* **Your instructions**
Only the closing part of the listing is wanted: reproduce exactly the line containing "acc.rows_affected += item.rows_affected;" and all lines below it.

* **Exercise material**
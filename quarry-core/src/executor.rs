use crate::{
    Driver, Query, QueryResult, Result, RowLabeled, RowsAffected, Statement,
    stream::{Stream, StreamExt, TryStreamExt},
};
use std::future::Future;

/// Something that can run statements: a connection, or a transaction scoped
/// onto one.
///
/// All methods take `&mut self`: one in-flight statement at a time per
/// executor is an invariant the borrow checker enforces, not a convention.
pub trait Executor: Send {
    type Driver: Driver;

    fn driver(&self) -> &Self::Driver;

    /// Pre-parse a statement into a reusable prepared handle.
    fn prepare(
        &mut self,
        statement: Statement,
    ) -> impl Future<Output = Result<Query<Self::Driver>>> + Send;

    /// Send any query and stream every kind of result it produces.
    fn run(&mut self, query: Query<Self::Driver>)
    -> impl Stream<Item = Result<QueryResult>> + Send;

    /// Execute the query and stream its rows.
    fn fetch(
        &mut self,
        query: Query<Self::Driver>,
    ) -> impl Stream<Item = Result<RowLabeled>> + Send {
        self.run(query).filter_map(|item| async move {
            match item {
                Ok(QueryResult::Row(row)) => Some(Ok(row)),
                Ok(QueryResult::Affected(..)) => None,
                Err(e) => Some(Err(e)),
            }
        })
    }

    /// Execute the query and return the aggregated modify effect.
    fn execute(
        &mut self,
        query: Query<Self::Driver>,
    ) -> impl Future<Output = Result<RowsAffected>> + Send {
        self.run(query)
            .filter_map(|item| async move {
                match item {
                    Ok(QueryResult::Affected(affected)) => Some(Ok(affected)),
                    Ok(QueryResult::Row(..)) => None,
                    Err(e) => Some(Err(e)),
                }
            })
            .try_fold(RowsAffected::default(), |mut acc, item| async move {
                acc.rows_affected += item.rows_affected;
                if item.last_affected_id.is_some() {
                    acc.last_affected_id = item.last_affected_id;
                }
                Ok(acc)
            })
    }
}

* **Response to this task**
                acc.rows_affected += item.rows_affected;
                if item.last_affected_id.is_some() {
                    acc.last_affected_id = item.last_affected_id;
                }
                Ok(acc)
            })
    }
}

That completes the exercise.